BAB I
PENDAHULUAN
a. Latar Belakang
Pendidikan
merupakan salah satu kunci kesuksesan dengan pendidikan kualitas hidup rakyat
itu dpat di lihat. Perekonomian
Indonesia semakin tak
menentu, Krisis multi dimensional yang terus membelenggu negara kita tak kunjung ada ujungnya,belum nampak
adanya tanda-tanda Bangsa
kita akan terbebas
dari krisis multidimensional ini.
Kehidupan masyarakat semakin menderita. Segala jenis kebutuhan sudah
tak terjangkau lagi
oleh masyarakat miskin.
Kelaparan terjadi di banyak
tempat di Indonesia, masalah kesehatan,
pendidikan juga merupakan
masalah bangsa ynag
belum dapat ditemukan
solusinya. Biaya untuk kesehatan
dan pendidikan semakin mahal. Untuk mejadikan Negara kita sebagai Negara yang
maju, berhasil dibutuhkan generasi penerus yang sehat dan berwawasan luas.
Pendidikan sebagai
salah satu elemen
yang sangat penting
dalam mencetak generasi penerus
bangsa juga masih jauh
dari yang diharapkan. Masalah disana-sini masih sering
terjadi. Namun yang paling
jelas adalah masalah mahalnya
biaya pendidikan sehingga
tidak terjangkau bagi masyarakat dikalangan bawah. Seharusnya
pendiikan merupakan hak seluruh rakyat
Indonesia seperti yang
terdapat dalam Pembukaan UUD
1945 yang berbunyi salah
satu tujuan Negara
kita adalah mencerdaskan
kehidupan bangsa. Ini mempunyai
konsekuensi bahwa Negara harus menyelenggarakan dan memfasilitasi seluruh
rakyat Indonesia untuk memperoleh pengajaran dan pendidikan yang layak.Maka
tentu saja Negara dalam hal ini Pemerintah harus mengusahakan agar pendidikan dapat
dinikmati oleh seluruh rakyat Indonesia. Pendidikan merupakan faktor kebutuhan
yang paling utama dalam kehidupan.
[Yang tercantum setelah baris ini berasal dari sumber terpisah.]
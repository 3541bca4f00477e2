//! Periodic cache reconciliation against the remote source.
//!
//! # Responsibility
//! - Replace the cache wholesale from the gateway, in foreground or
//!   best-effort mode.
//! - Drive periodic best-effort refreshes from an explicit tick-based
//!   scheduler instead of an implicit global timer.
//!
//! # Invariants
//! - Best-effort failures are swallowed: no error surfaced, no loading
//!   flag toggled, foreground work never visibly disrupted.
//! - The scheduler only acts when ticked; tests drive it with virtual
//!   epoch-millisecond time.

use crate::config::MIN_REFRESH_INTERVAL_MS;
use crate::gateway::DictionaryGateway;
use crate::store::{now_ms, DictionaryStore, ERR_LOAD_DICTIONARIES};
use log::{debug, warn};

/// Failure-surfacing mode of one refresh pass.
#[derive(Debug, Clone, Copy, PartialEq, Eq)]
pub enum RefreshMode {
    /// Surfaces failures in the store's error slot. Used by the initial
    /// load and user-triggered reloads.
    Foreground,
    /// Swallows failures. Used by the periodic synchronizer; a missed
    /// background pass must never disturb in-progress edits.
    BestEffort,
}

impl<G: DictionaryGateway> DictionaryStore<G> {
    /// Reloads all dictionaries with nodes and replaces the cache
    /// wholesale. Bumps the last-refreshed timestamp on success.
    pub fn refresh(&mut self, mode: RefreshMode) -> Option<usize> {
        if mode == RefreshMode::Foreground {
            self.error = None;
        }
        match self.gateway.list_dictionaries(true) {
            Ok(dictionaries) => {
                let count = dictionaries.len();
                self.dictionaries = dictionaries;
                self.last_refreshed_at_ms = Some(now_ms());
                debug!("event=cache_refreshed module=store mode={mode:?} count={count}");
                Some(count)
            }
            Err(err) => match mode {
                RefreshMode::BestEffort => {
                    debug!("event=background_refresh_skipped module=store error={err}");
                    None
                }
                RefreshMode::Foreground => {
                    warn!("event=dictionaries_load_failed module=store error={err}");
                    self.error = Some(ERR_LOAD_DICTIONARIES.to_string());
                    None
                }
            },
        }
    }
}

/// Tick-driven scheduler for periodic best-effort refreshes.
///
/// The owner calls `tick` from its event loop with the current epoch ms;
/// nothing runs between ticks, so tests fast-forward time by passing
/// larger values.
#[derive(Debug, Clone, PartialEq, Eq)]
pub struct RefreshScheduler {
    interval_ms: u64,
    next_due_ms: Option<u64>,
}

impl RefreshScheduler {
    /// Creates a stopped scheduler. Intervals below the configured floor
    /// are clamped up to it.
    pub fn new(interval_ms: u64) -> Self {
        Self {
            interval_ms: interval_ms.max(MIN_REFRESH_INTERVAL_MS),
            next_due_ms: None,
        }
    }

    /// Returns the effective interval.
    pub fn interval_ms(&self) -> u64 {
        self.interval_ms
    }

    /// Returns whether the scheduler is armed.
    pub fn is_running(&self) -> bool {
        self.next_due_ms.is_some()
    }

    /// Arms the scheduler; the first pass runs one interval from `now_ms`.
    pub fn start(&mut self, now_ms: u64) {
        self.next_due_ms = Some(now_ms + self.interval_ms);
    }

    /// Disarms the scheduler.
    pub fn stop(&mut self) {
        self.next_due_ms = None;
    }

    /// Runs one best-effort refresh when due. Returns whether it ran.
    ///
    /// The next pass is scheduled from `now_ms`, not from the missed
    /// deadline, so a stalled loop does not burst catch-up refreshes.
    pub fn tick<G: DictionaryGateway>(
        &mut self,
        now_ms: u64,
        store: &mut DictionaryStore<G>,
    ) -> bool {
        match self.next_due_ms {
            Some(due) if now_ms >= due => {
                self.next_due_ms = Some(now_ms + self.interval_ms);
                store.refresh(RefreshMode::BestEffort);
                true
            }
            _ => false,
        }
    }
}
Biaya pendidikan sekarang ini tidak murah
lagi karena dilihat dari penghasilan rakyat
Indonesia setiap harinya.
Mahalnya biaya pendidikan
tidak hanya pendidikan di
perguruan tinggi melainkan juga biaya pendidikan di sekolah dasar sampai sekolah menengah keatas
walaupun sekarang ini sekolah sudah mendapat
Bantuan Operasional Sekolah
(BOS) semuanya masih
belum mencukupi biaya pendidikan bagi masyarakat yang kurang mampu.
Pendidikan di Indonesia
masih meupakan investasi
yang mahal sehingga diperlukan
perencanaan keuangan serta disiapkan
dana pendidikan sejak dini. Setiap keluarga harus memiliki perencanaan terhadap
keluarganya sehingga dengan adanya perencanaan keuangan sejak awal maka pendidikan yang diberikan
pada anak akan terus sehingga anak tidak akan putus sekolah. Tanggung jawab
orang tua sangatlah berat karena harus membiayai anak sejak dia lahir
sampai ke jenjang
yang lebih tinggi.
Mahalnya biaya
pendidikan sekarang ini dan
banyak masyarakat yang berada dibawah garis kemiskinan sehingga tidak begitu
peduli atau memperhatikan pentingnya pendidikan bagi sang buah hatinya,
sehingga membuat anak putus sekolah, anak tersebut hanya mendapat
pendidikan sampai pada jenjang
sekolah menengah pertama artau sekolah
menengah keatas. Padahal
pemerintah ingin menuntaskan
wajib belajar sembilan tahun.
Jika masalah ini
tidak mendapat perhatian
maka program tersebut tidak
akan terealisasi. Banyak
anak yang putus
sekolah karena orang tua tidak mampu untuk menyekolahkan anaknya.
Yang
menjadi rumusan masalah dalam penulisan Makalah ini adalah:
1. Apa dampak mahalnya biaya pendidikan bagi
masyarakat?
2. Bagaimana cara mengatasi dampak mahalnya
biaya pendidikan?
Tujuan
dari penulisan Makalah ini adalah untuk mengetahui mengenai:
1. Dampak mahalnya biaya pendidikan bagi
masyarakat.
BAB II
KONDISI PENDIDIKAN
Anggaran Pendidikan Di Indonesia
Dalam UU Nomor 20/2003 tentang
sistem pendidikan nasional disebutkan bahwa setiap warga negara mempunyai hak
yang sama untuk memperoleh pendidikan yang bermutu. Bahkan warga negara yang
memiliki kelainan fisik, emosional, mental, intelektual, dan/atau sosial berhak
memperoleh pendidikan khusus. Demikian pula warga negara di daerah terpencil
atau terbelakang serta masyarakat adat yang terpencil berhak memperoleh
pendidikan layanan khusus.
Untuk memenuhi hak warga negara,
pemerintah pusat dan pemerintah daerah wajib memberikan layanan dan kemudahan,
serta menjamin terselenggaranya pendidikan yang bermutu bagi setiap warga
negara tanpa diskriminasi. Pemerintah pusat dan pemerintah daerah wajib
menjamin tersedianya dana guna terselenggaranya pendidikan bagi setiap warga
negara yang berusia tujuh sampai dengan lima belas tahun.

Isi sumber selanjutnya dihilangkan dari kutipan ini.